As you gobble up gold like a kleptomaniac hoover, you’ll need to scour the map for weapons and power-ups. There are bows, swords, rocket launchers and much more to find, along with other useful things like damage absorption, the ability to walk on water, and being able to fire off multiple projectiles. All of these things don’t last long, though—weapons have limited uses before breaking, and power-ups are usually on a timer. So you’ll need to swap constantly throughout the short 2–4 minute levels.

It’s an approach that means you don’t do what you often would in other examples of the genre. You aren’t putting together the coolest builds, the most powerful combinations. Sure, there are some power-ups and weapons that work together better than others, but you won’t have them for long. This means runs tend to blur together. In games like Vampire Survivors, Brotato and Hades, it’s often the run where you combo together one hell of a build that stands out, but Death By Scrolling doesn’t form those memories.

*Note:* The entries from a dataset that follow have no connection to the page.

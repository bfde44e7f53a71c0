//! Build script for the storefront crate.
//!
//! Hashes static assets so templates can append a `?v=` cache-busting query.
//! Exposes `CSS_HASH` and `ADMIN_JS_HASH` to `env!`.

use std::env;
use std::fs;
use std::path::Path;

use sha2::{Digest, Sha256};

/// Assets to hash: (path relative to the manifest dir, env var name).
const ASSETS: [(&str, &str); 2] = [
    ("static/css/main.css", "CSS_HASH"),
    ("static/js/admin.js", "ADMIN_JS_HASH"),
];

fn main() {
    let manifest_dir =
        env::var("CARGO_MANIFEST_DIR").expect("CARGO_MANIFEST_DIR must be set by Cargo");

    for (relative, var) in ASSETS {
        hash_asset(&Path::new(&manifest_dir).join(relative), var);
    }
}

/// Set `var` to the first 8 hex chars of the file's SHA-256.
fn hash_asset(path: &Path, var: &str) {
    println!("cargo:rerun-if-changed={}", path.display());

    let short_hash = match fs::read(path) {
        Ok(content) => {
            let hash = format!("{:x}", Sha256::digest(&content));
            hash[..8].to_string()
        }
        Err(e) => {
            println!("cargo:warning=Could not read {}: {e}", path.display());
            String::new()
        }
    };

    println!("cargo:rustc-env={var}={short_hash}");
}
//! Rate limiting using governor and `tower_governor`.
//!
//! - `auth_rate_limiter`: admin login (~10/min, burst 5)
//! - `api_rate_limiter`: public JSON endpoints (~60/min, burst 30)
//!
//! Requests are keyed on the socket peer. Behind a reverse proxy every peer
//! is the proxy, so `CELLAR_CLIENT_IP_HEADER` names the single header that
//! proxy overwrites with the real client address (`cf-connecting-ip`,
//! `fly-client-ip`, `x-real-ip`). No other header is ever read: anything a
//! client can append to, such as `x-forwarded-for`, would mint a fresh
//! bucket per request.

use std::net::{IpAddr, SocketAddr};
use std::sync::Arc;

use axum::extract::ConnectInfo;
use axum::http::{HeaderName, Request};
use governor::clock::QuantaInstant;
use governor::middleware::NoOpMiddleware;
use tower_governor::{GovernorError, GovernorLayer, governor::GovernorConfigBuilder};

/// Key extractor using the trusted proxy header if configured, then the
/// socket peer.
#[derive(Clone, Debug, Default)]
pub struct ClientIpKeyExtractor {
    trusted_header: Option<HeaderName>,
}

impl ClientIpKeyExtractor {
    /// Key on `trusted_header` when present and parseable, else the peer.
    #[must_use]
    pub const fn new(trusted_header: Option<HeaderName>) -> Self {
        Self { trusted_header }
    }
}

impl tower_governor::key_extractor::KeyExtractor for ClientIpKeyExtractor {
    type Key = IpAddr;

    fn extract<T>(&self, req: &Request<T>) -> Result<Self::Key, GovernorError> {
        self.trusted_header
            .as_ref()
            .and_then(|name| req.headers().get(name))
            .and_then(|v| v.to_str().ok())
            .and_then(|s| s.trim().parse::<IpAddr>().ok())
            .or_else(|| {
                req.extensions()
                    .get::<ConnectInfo<SocketAddr>>()
                    .map(|ConnectInfo(addr)| addr.ip())
            })
            .ok_or(GovernorError::UnableToExtractKey)
    }
}

/// Rate limiter layer type for Axum.
pub type RateLimiterLayer =
    GovernorLayer<ClientIpKeyExtractor, NoOpMiddleware<QuantaInstant>, axum::body::Body>;

fn limiter(
    trusted_header: Option<HeaderName>,
    replenish_secs: u64,
    burst: u32,
) -> Option<RateLimiterLayer> {
    GovernorConfigBuilder::default()
        .key_extractor(ClientIpKeyExtractor::new(trusted_header))
        .per_second(replenish_secs)
        .burst_size(burst)
        .finish()
        .map(|config| GovernorLayer::new(Arc::new(config)))
}

/// Rate limiter for the admin login: one token every 6 seconds, burst of 5.
///
/// # Panics
///
/// Never in practice: the constants are non-zero, which is all
/// `GovernorConfigBuilder::finish` requires.
#[must_use]
#[allow(clippy::expect_used)]
pub fn auth_rate_limiter(trusted_header: Option<HeaderName>) -> RateLimiterLayer {
    limiter(trusted_header, 6, 5).expect("non-zero auth rate limit")
}

/// Rate limiter for public JSON endpoints: one token per second, burst of 30.
///
/// # Panics
///
/// Never in practice, see [`auth_rate_limiter`].
#[must_use]
#[allow(clippy::expect_used)]
pub fn api_rate_limiter(trusted_header: Option<HeaderName>) -> RateLimiterLayer {
    limiter(trusted_header, 1, 30).expect("non-zero api rate limit")
}
//! Per-request CSP nonce.
//!
//! The admin redirect shell runs one inline script. It is allowed by a
//! nonce that is freshly generated for every request and echoed both in the
//! `Content-Security-Policy` header and the `<script nonce="...">` tag.

use axum::{
    extract::{FromRequestParts, Request},
    http::request::Parts,
    middleware::Next,
    response::Response,
};
use base64::{Engine, engine::general_purpose::STANDARD};
use rand::RngCore;

/// Nonce size in bytes before base64 encoding.
const NONCE_BYTES: usize = 16;

/// Directives shared by every response. `script-src` is appended per request.
const BASE_POLICY: &str = "default-src 'none'; \
     style-src 'self'; \
     img-src 'self' data:; \
     font-src 'self'; \
     connect-src 'self'; \
     frame-src 'none'; \
     object-src 'none'; \
     base-uri 'self'; \
     form-action 'self'; \
     frame-ancestors 'none'";

/// A CSP nonce for inline scripts.
#[derive(Clone, Debug, PartialEq, Eq)]
pub struct CspNonce(pub String);

impl CspNonce {
    /// Generate a new random nonce.
    #[must_use]
    pub fn generate() -> Self {
        let mut bytes = [0u8; NONCE_BYTES];
        rand::rng().fill_bytes(&mut bytes);
        Self(STANDARD.encode(bytes))
    }

    /// Nonce value for templates.
    #[must_use]
    pub fn value(&self) -> &str {
        &self.0
    }

    /// Full policy allowing same-origin scripts plus this nonce.
    #[must_use]
    pub fn policy(&self) -> String {
        if self.0.is_empty() {
            return policy_without_nonce();
        }
        format!("{BASE_POLICY}; script-src 'self' 'nonce-{}'", self.0)
    }
}

/// Policy used when no nonce was generated for the request.
#[must_use]
pub fn policy_without_nonce() -> String {
    format!("{BASE_POLICY}; script-src 'self'")
}

/// Generate a nonce and store it in the request extensions.
///
/// Must wrap `security_headers_middleware` so the nonce exists when the
/// policy header is built.
pub async fn csp_nonce_middleware(mut request: Request, next: Next) -> Response {
    request.extensions_mut().insert(CspNonce::generate());
    next.run(request).await
}

impl<S> FromRequestParts<S> for CspNonce
where
    S: Send + Sync,
{
    type Rejection = std::convert::Infallible;

    async fn from_request_parts(parts: &mut Parts, _state: &S) -> Result<Self, Self::Rejection> {
        Ok(parts.extensions.get::<Self>().cloned().unwrap_or_else(|| {
            tracing::warn!("CSP nonce missing from request extensions");
            Self(String::new())
        }))
    }
}
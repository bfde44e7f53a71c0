//! Product route handlers.

use askama::Template;
use askama_web::WebTemplate;
use axum::{
    extract::{Path, Query, State},
    http::StatusCode,
    response::{IntoResponse, Response},
};
use cellar_door_core::ProductCategory;
use serde::Deserialize;
use tracing::instrument;

use crate::catalog::Product;
use crate::filters;
use crate::state::AppState;

/// Product display data for templates.
#[derive(Clone)]
pub struct ProductView {
    pub handle: String,
    pub title: String,
    pub category: String,
    pub price: String,
    pub summary: Option<String>,
    pub vintage: Option<u16>,
    pub region: Option<String>,
    pub abv: Option<f32>,
    pub volume_ml: u32,
    pub image: Option<String>,
    pub description_html: String,
}

impl From<&Product> for ProductView {
    fn from(product: &Product) -> Self {
        Self {
            handle: product.handle.clone(),
            title: product.title.clone(),
            category: product.category.label().to_string(),
            price: product.price.to_string(),
            summary: product.summary.clone(),
            vintage: product.vintage,
            region: product.region.clone(),
            abv: product.abv,
            volume_ml: product.volume_ml,
            image: product.image.clone(),
            description_html: product.description_html.clone(),
        }
    }
}

/// Category tab for the listing page.
#[derive(Clone)]
pub struct CategoryTab {
    pub slug: &'static str,
    pub label: &'static str,
    pub active: bool,
}

/// Listing filter query.
#[derive(Debug, Deserialize)]
pub struct ListingQuery {
    pub category: Option<String>,
}

/// Product listing page template.
#[derive(Template, WebTemplate)]
#[template(path = "products/index.html")]
pub struct ProductsIndexTemplate {
    pub products: Vec<ProductView>,
    pub tabs: Vec<CategoryTab>,
    pub showing_all: bool,
}

/// Product detail page template.
#[derive(Template, WebTemplate)]
#[template(path = "products/show.html")]
pub struct ProductShowTemplate {
    pub product: ProductView,
}

/// Unknown product page template.
#[derive(Template, WebTemplate)]
#[template(path = "products/not_found.html")]
pub struct ProductNotFoundTemplate {
    pub handle: String,
}

/// Display the product listing, optionally filtered by `?category=`.
///
/// An unknown category shows everything rather than an empty page.
#[instrument(skip(state))]
pub async fn index(
    State(state): State<AppState>,
    Query(query): Query<ListingQuery>,
) -> impl IntoResponse {
    let selected = query
        .category
        .as_deref()
        .and_then(|slug| slug.parse::<ProductCategory>().ok());

    let products: Vec<ProductView> = match selected {
        Some(category) => state
            .catalog()
            .in_category(category)
            .map(ProductView::from)
            .collect(),
        None => state.catalog().all().iter().map(ProductView::from).collect(),
    };

    let tabs = ProductCategory::ALL
        .iter()
        .map(|category| CategoryTab {
            slug: category.slug(),
            label: category.label(),
            active: selected == Some(*category),
        })
        .collect();

    ProductsIndexTemplate {
        products,
        tabs,
        showing_all: selected.is_none(),
    }
}

/// Display a single product.
#[instrument(skip(state))]
pub async fn show(State(state): State<AppState>, Path(handle): Path<String>) -> Response {
    match state.catalog().get(&handle) {
        Some(product) => ProductShowTemplate {
            product: ProductView::from(product),
        }
        .into_response(),
        None => {
            tracing::debug!(%handle, "Unknown product requested");
            (StatusCode::NOT_FOUND, ProductNotFoundTemplate { handle }).into_response()
        }
    }
}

There are some balance issues that left me a little annoyed, too. I hit a wall where I had already successfully saved two of the easiest characters and now needed 10,000g per crossing. At this point, the game seemed to really ramp up the difficulty, specifically at around camps 6–8, where enemy damage output went nuts, the Reaper seemed able to catch me far quicker than before, and I was struggling. The Gem grind was in full swing, so getting any upgrades that made a real, tangible difference was taking ages. Compared to some other games in this genre, where it always feels like you’re making at least some progress, Death By Scrolling sometimes leaves you with nothing.
Then there are a few technical issues to discuss. Trophies are currently busted on PlayStation. Some are not counting properly; the one for completing level 9 won’t unlock, etc. These will likely be patched quickly enough, though.
In Conclusion…
Repetition is the foundation games like Death By Scrolling are built upon. Repeat and repeat and repeat. The trick is making that repetition fun via progression and strong gameplay, but in those regards, Death By Scrolling doesn’t hit the mark. The progression is basic and boring, and the gameplay doesn’t support the dozens and dozens of playthroughs it wants you to do.
But… there is a simplicity to it that works. This is a pretty chilled game compared to some of the others with thousands of foes and chaos. You make split-second decisions, sure, but it’s all kind of cosy and relaxed. So if that’s what you’re looking for, maybe Death By Scrolling is worth a look, especially since it costs about the same as a Starbucks coffee. Otherwise, there’s a host of other games in this style that are better.